Listed records
------------

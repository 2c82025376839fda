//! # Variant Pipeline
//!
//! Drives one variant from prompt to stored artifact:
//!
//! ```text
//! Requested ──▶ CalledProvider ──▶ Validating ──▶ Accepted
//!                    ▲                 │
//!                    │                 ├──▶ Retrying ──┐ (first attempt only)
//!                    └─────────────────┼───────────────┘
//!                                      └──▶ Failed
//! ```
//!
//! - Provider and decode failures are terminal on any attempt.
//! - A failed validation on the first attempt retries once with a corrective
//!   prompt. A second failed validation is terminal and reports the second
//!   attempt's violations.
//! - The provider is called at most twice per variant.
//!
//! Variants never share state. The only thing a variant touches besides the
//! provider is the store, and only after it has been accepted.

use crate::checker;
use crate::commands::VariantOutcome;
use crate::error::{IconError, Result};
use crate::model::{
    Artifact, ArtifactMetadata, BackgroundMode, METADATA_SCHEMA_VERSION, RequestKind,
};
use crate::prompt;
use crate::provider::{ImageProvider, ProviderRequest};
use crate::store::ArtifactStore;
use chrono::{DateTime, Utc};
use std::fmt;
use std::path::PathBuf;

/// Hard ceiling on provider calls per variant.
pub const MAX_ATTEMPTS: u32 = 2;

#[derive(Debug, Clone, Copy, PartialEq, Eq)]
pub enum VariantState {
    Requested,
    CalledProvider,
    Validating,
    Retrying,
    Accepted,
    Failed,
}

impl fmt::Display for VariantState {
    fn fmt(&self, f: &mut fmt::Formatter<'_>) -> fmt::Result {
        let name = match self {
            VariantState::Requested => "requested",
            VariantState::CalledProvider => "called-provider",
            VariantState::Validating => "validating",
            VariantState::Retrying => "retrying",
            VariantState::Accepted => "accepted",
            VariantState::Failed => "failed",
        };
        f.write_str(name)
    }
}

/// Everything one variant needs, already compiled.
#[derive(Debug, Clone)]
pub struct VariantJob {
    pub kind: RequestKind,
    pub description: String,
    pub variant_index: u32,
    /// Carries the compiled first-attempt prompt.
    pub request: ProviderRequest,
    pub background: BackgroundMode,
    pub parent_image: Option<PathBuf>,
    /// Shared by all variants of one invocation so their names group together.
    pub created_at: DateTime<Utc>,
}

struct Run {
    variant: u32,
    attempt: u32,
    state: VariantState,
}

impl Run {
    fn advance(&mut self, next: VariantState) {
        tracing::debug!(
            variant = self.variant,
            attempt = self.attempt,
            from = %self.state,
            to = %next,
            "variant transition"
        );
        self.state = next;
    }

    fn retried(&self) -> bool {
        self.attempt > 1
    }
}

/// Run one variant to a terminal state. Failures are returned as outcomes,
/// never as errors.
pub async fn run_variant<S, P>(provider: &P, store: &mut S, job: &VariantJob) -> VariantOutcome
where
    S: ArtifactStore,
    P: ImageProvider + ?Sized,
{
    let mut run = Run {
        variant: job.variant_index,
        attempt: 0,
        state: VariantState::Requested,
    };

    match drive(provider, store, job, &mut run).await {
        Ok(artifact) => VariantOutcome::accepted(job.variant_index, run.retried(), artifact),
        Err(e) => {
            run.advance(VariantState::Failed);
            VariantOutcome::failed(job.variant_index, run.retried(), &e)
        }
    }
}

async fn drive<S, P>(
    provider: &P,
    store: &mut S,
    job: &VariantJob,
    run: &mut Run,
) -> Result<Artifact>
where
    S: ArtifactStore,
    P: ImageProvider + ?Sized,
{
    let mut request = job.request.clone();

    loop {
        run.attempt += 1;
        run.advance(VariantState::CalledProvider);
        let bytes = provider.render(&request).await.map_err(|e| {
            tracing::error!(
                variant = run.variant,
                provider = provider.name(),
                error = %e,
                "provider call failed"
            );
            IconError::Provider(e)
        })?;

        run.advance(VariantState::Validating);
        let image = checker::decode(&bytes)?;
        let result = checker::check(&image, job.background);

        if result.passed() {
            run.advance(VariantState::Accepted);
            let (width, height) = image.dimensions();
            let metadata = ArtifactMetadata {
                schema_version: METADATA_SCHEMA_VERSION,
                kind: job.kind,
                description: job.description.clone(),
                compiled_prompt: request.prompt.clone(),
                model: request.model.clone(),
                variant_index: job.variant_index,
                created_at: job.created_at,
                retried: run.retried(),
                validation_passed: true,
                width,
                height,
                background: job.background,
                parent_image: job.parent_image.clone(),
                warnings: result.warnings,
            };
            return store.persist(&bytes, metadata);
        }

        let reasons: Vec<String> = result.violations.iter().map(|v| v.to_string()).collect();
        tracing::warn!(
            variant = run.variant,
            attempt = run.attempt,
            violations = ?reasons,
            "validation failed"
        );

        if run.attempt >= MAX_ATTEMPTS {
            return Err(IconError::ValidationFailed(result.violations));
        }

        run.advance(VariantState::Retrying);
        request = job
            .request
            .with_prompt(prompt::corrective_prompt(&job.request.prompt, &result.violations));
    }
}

------------

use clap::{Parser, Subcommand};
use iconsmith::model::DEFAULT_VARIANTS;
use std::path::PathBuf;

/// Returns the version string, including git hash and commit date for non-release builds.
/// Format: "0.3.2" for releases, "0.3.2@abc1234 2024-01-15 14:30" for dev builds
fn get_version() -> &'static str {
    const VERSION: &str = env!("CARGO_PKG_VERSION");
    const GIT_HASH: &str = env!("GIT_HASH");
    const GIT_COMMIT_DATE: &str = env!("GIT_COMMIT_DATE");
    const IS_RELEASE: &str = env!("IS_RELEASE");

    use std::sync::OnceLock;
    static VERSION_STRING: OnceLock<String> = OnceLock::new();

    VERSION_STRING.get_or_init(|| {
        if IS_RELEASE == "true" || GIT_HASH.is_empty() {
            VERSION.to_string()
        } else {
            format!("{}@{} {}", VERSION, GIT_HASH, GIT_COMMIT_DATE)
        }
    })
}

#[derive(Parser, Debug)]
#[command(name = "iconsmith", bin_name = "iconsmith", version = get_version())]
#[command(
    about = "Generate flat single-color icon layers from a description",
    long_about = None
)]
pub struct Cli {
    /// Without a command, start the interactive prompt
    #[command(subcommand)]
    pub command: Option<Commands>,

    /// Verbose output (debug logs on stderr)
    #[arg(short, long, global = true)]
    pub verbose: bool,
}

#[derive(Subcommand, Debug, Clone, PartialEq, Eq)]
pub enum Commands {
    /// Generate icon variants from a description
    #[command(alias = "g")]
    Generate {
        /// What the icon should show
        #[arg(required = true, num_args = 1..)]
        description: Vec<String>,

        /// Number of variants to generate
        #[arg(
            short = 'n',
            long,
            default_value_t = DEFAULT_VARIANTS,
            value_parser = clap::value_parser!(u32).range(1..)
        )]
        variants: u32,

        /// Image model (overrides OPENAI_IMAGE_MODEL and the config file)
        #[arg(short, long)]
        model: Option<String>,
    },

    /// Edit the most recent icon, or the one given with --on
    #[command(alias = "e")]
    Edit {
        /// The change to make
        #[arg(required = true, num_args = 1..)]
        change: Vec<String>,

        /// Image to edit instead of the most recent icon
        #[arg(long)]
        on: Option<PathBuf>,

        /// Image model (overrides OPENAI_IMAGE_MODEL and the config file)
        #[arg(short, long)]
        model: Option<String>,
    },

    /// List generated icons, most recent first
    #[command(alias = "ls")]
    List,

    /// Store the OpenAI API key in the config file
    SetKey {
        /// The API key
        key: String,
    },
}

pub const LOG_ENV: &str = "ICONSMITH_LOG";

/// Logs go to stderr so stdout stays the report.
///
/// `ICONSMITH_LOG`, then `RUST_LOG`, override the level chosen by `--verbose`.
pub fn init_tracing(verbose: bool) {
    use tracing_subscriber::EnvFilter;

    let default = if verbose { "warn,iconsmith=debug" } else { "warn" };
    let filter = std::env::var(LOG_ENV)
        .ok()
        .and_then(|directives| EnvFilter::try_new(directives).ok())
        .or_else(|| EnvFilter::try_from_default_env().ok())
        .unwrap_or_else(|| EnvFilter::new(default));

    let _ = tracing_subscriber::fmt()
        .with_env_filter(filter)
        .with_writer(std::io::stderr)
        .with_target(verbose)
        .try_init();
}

------------

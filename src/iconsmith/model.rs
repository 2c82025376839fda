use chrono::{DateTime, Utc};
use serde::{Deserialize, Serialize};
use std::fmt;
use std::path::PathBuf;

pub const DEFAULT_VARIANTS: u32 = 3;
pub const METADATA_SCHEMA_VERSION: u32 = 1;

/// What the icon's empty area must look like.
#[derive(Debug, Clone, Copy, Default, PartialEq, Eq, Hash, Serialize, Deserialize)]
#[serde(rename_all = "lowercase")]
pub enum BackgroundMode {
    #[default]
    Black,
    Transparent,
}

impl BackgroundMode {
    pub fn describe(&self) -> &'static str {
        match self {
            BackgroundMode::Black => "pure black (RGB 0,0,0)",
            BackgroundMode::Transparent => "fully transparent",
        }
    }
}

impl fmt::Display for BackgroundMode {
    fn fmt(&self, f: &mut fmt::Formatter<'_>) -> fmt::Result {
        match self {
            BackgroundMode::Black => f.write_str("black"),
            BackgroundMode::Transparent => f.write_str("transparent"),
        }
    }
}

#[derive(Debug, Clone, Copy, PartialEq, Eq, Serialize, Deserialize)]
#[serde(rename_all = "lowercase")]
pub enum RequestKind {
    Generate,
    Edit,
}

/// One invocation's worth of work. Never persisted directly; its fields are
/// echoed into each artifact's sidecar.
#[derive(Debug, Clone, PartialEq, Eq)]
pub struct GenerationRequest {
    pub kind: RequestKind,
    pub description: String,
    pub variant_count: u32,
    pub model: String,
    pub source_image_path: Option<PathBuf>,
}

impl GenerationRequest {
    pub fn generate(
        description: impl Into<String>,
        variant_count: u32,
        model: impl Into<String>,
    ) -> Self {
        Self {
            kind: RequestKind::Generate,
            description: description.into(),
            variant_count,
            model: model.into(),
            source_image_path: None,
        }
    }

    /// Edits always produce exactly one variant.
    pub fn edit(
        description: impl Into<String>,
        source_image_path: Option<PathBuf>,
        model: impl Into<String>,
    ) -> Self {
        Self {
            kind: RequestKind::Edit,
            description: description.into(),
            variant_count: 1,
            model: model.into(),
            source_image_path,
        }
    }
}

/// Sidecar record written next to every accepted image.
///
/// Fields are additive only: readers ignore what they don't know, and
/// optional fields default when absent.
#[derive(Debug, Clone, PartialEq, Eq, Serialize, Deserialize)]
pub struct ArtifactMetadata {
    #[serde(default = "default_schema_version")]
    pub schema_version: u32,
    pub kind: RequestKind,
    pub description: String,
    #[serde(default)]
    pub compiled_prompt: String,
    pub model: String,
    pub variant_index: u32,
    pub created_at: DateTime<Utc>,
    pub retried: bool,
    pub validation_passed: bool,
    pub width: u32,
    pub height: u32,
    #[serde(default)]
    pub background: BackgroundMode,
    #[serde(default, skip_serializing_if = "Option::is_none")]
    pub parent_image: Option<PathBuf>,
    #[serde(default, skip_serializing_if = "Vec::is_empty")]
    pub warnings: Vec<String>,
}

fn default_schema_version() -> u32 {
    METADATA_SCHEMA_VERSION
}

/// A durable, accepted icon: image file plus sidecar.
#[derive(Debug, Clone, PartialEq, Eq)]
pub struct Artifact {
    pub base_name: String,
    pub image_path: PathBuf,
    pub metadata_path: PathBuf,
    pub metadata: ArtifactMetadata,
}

------------

What you should do
Exactly how many lines of the records include "VariantOutcome"? Provide the number by itself.

Response
4